### Source data ###

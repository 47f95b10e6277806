//! Record assembler.
//!
//! Combines classifier output with single-node field lookups into one
//! [`JobRecord`]. Every lookup is independent: a missing node is an empty
//! string, never an error, so one defeated selector cannot lose the rest of
//! the record.

use std::sync::LazyLock;

use chrono::Utc;
use scraper::{ElementRef, Html, Selector};

use crate::classify::{classify, normalized_text};
use crate::fetch::Document;
use crate::types::listing::ListingDescriptor;
use crate::types::record::JobRecord;
use crate::types::section::ClassifiedSection;

struct FieldSelectors {
    title: Selector,
    company: Selector,
    location: Selector,
    salary: Selector,
    work_type: Selector,
    experience: Selector,
    contract_type: Selector,
    operating_mode: Selector,
}

static FIELDS: LazyLock<FieldSelectors> = LazyLock::new(|| {
    let parse = |s: &str| Selector::parse(s).expect("static selector");
    FieldSelectors {
        title: parse(r#"[data-test="text-positionName"]"#),
        company: parse(r#"h2[data-scroll-id="employer-name"]"#),
        location: parse(
            r#"[data-test="sections-benefit-workplaces"] [data-test="offer-badge-title"]"#,
        ),
        salary: parse(r#"[data-test="text-earningAmount"]"#),
        work_type: parse(
            r#"[data-test="sections-benefit-work-schedule"] [data-test="offer-badge-title"]"#,
        ),
        experience: parse(
            r#"[data-test="sections-benefit-employment-type-name"] [data-test="offer-badge-title"]"#,
        ),
        contract_type: parse(
            r#"[data-test="sections-benefit-contracts"] [data-test="offer-badge-title"]"#,
        ),
        operating_mode: parse(
            r#"[data-scroll-id="work-modes"] [data-test="offer-badge-title"]"#,
        ),
    }
});

/// Build the record for a listing from its parsed page and sections.
pub fn assemble(
    descriptor: &ListingDescriptor,
    document: &Html,
    sections: ClassifiedSection,
) -> JobRecord {
    let fields = &*FIELDS;
    let mut record = JobRecord::from_descriptor(descriptor);

    record.title = or_hint(text_of(document, &fields.title), descriptor.title_hint());
    record.company = or_hint(
        direct_text_of(document, &fields.company),
        descriptor.company_hint(),
    );
    record.location = or_hint(
        text_of(document, &fields.location),
        descriptor.location_hint(),
    );

    let (low, high) = split_salary(&text_of(document, &fields.salary));
    record.salary_low = low;
    record.salary_high = high;

    record.work_type = text_of(document, &fields.work_type);
    record.experience = text_of(document, &fields.experience);
    record.contract_type = text_of(document, &fields.contract_type);
    record.operating_mode = text_of(document, &fields.operating_mode);
    record.sections = sections;

    record
}

/// Parse, classify and assemble in one synchronous step.
///
/// The parsed tree lives only for the duration of this call.
pub fn extract_record(descriptor: &ListingDescriptor, document: &Document) -> JobRecord {
    let html = document.parse();
    let sections = classify(&html);
    assemble(descriptor, &html, sections).with_fetched_at(Utc::now())
}

/// Split a salary range on the first en-dash, else the first hyphen.
///
/// Without a separator the whole text is the low bound.
pub fn split_salary(salary: &str) -> (String, String) {
    let salary = salary.replace('\u{a0}', " ");
    let salary = salary.trim();

    let parts = salary
        .split_once('\u{2013}')
        .or_else(|| salary.split_once('-'));

    match parts {
        Some((low, high)) => (low.trim().to_string(), high.trim().to_string()),
        None => (salary.to_string(), String::new()),
    }
}

fn first<'a>(document: &'a Html, selector: &Selector) -> Option<ElementRef<'a>> {
    document.select(selector).next()
}

/// Whitespace-normalized text of the first match, or "".
fn text_of(document: &Html, selector: &Selector) -> String {
    first(document, selector)
        .map(normalized_text)
        .unwrap_or_default()
}

/// First non-blank text node directly under the first match, or "".
///
/// Descendant elements are skipped so nested boilerplate never leaks in.
fn direct_text_of(document: &Html, selector: &Selector) -> String {
    first(document, selector)
        .and_then(|el| {
            el.children()
                .filter_map(|child| child.value().as_text())
                .map(|text| text.trim())
                .find(|text| !text.is_empty())
                .map(str::to_string)
        })
        .unwrap_or_default()
}

fn or_hint(value: String, hint: &str) -> String {
    if value.is_empty() {
        hint.trim().to_string()
    } else {
        value
    }
}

###

● What you should do
Every entry above needs to be copied exactly.

● Solution to the exercise
repository 47f95b10e6277806
//! Record assembler.
//!
//! Combines classifier output with single-node field lookups into one
//! [`JobRecord`]. Every lookup is independent: a missing node is an empty
//! string, never an error, so one defeated selector cannot lose the rest of
//! the record.

use std::sync::LazyLock;

use chrono::Utc;
use scraper::{ElementRef, Html, Selector};

use crate::classify::{classify, normalized_text};
use crate::fetch::Document;
use crate::types::listing::ListingDescriptor;
use crate::types::record::JobRecord;
use crate::types::section::ClassifiedSection;

struct FieldSelectors {
    title: Selector,
    company: Selector,
    location: Selector,
    salary: Selector,
    work_type: Selector,
    experience: Selector,
    contract_type: Selector,
    operating_mode: Selector,
}

static FIELDS: LazyLock<FieldSelectors> = LazyLock::new(|| {
    let parse = |s: &str| Selector::parse(s).expect("static selector");
    FieldSelectors {
        title: parse(r#"[data-test="text-positionName"]"#),
        company: parse(r#"h2[data-scroll-id="employer-name"]"#),
        location: parse(
            r#"[data-test="sections-benefit-workplaces"] [data-test="offer-badge-title"]"#,
        ),
        salary: parse(r#"[data-test="text-earningAmount"]"#),
        work_type: parse(
            r#"[data-test="sections-benefit-work-schedule"] [data-test="offer-badge-title"]"#,
        ),
        experience: parse(
            r#"[data-test="sections-benefit-employment-type-name"] [data-test="offer-badge-title"]"#,
        ),
        contract_type: parse(
            r#"[data-test="sections-benefit-contracts"] [data-test="offer-badge-title"]"#,
        ),
        operating_mode: parse(
            r#"[data-scroll-id="work-modes"] [data-test="offer-badge-title"]"#,
        ),
    }
});

/// Build the record for a listing from its parsed page and sections.
pub fn assemble(
    descriptor: &ListingDescriptor,
    document: &Html,
    sections: ClassifiedSection,
) -> JobRecord {
    let fields = &*FIELDS;
    let mut record = JobRecord::from_descriptor(descriptor);

    record.title = or_hint(text_of(document, &fields.title), descriptor.title_hint());
    record.company = or_hint(
        direct_text_of(document, &fields.company),
        descriptor.company_hint(),
    );
    record.location = or_hint(
        text_of(document, &fields.location),
        descriptor.location_hint(),
    );

    let (low, high) = split_salary(&text_of(document, &fields.salary));
    record.salary_low = low;
    record.salary_high = high;

    record.work_type = text_of(document, &fields.work_type);
    record.experience = text_of(document, &fields.experience);
    record.contract_type = text_of(document, &fields.contract_type);
    record.operating_mode = text_of(document, &fields.operating_mode);
    record.sections = sections;

    record
}

/// Parse, classify and assemble in one synchronous step.
///
/// The parsed tree lives only for the duration of this call.
pub fn extract_record(descriptor: &ListingDescriptor, document: &Document) -> JobRecord {
    let html = document.parse();
    let sections = classify(&html);
    assemble(descriptor, &html, sections).with_fetched_at(Utc::now())
}

/// Split a salary range on the first en-dash, else the first hyphen.
///
/// Without a separator the whole text is the low bound.
pub fn split_salary(salary: &str) -> (String, String) {
    let salary = salary.replace('\u{a0}', " ");
    let salary = salary.trim();

    let parts = salary
        .split_once('\u{2013}')
        .or_else(|| salary.split_once('-'));

    match parts {
        Some((low, high)) => (low.trim().to_string(), high.trim().to_string()),
        None => (salary.to_string(), String::new()),
    }
}

fn first<'a>(document: &'a Html, selector: &Selector) -> Option<ElementRef<'a>> {
    document.select(selector).next()
}

/// Whitespace-normalized text of the first match, or "".
fn text_of(document: &Html, selector: &Selector) -> String {
    first(document, selector)
        .map(normalized_text)
        .unwrap_or_default()
}

/// First non-blank text node directly under the first match, or "".
///
/// Descendant elements are skipped so nested boilerplate never leaks in.
fn direct_text_of(document: &Html, selector: &Selector) -> String {
    first(document, selector)
        .and_then(|el| {
            el.children()
                .filter_map(|child| child.value().as_text())
                .map(|text| text.trim())
                .find(|text| !text.is_empty())
                .map(str::to_string)
        })
        .unwrap_or_default()
}

fn or_hint(value: String, hint: &str) -> String {
    if value.is_empty() {
        hint.trim().to_string()
    } else {
        value
    }
}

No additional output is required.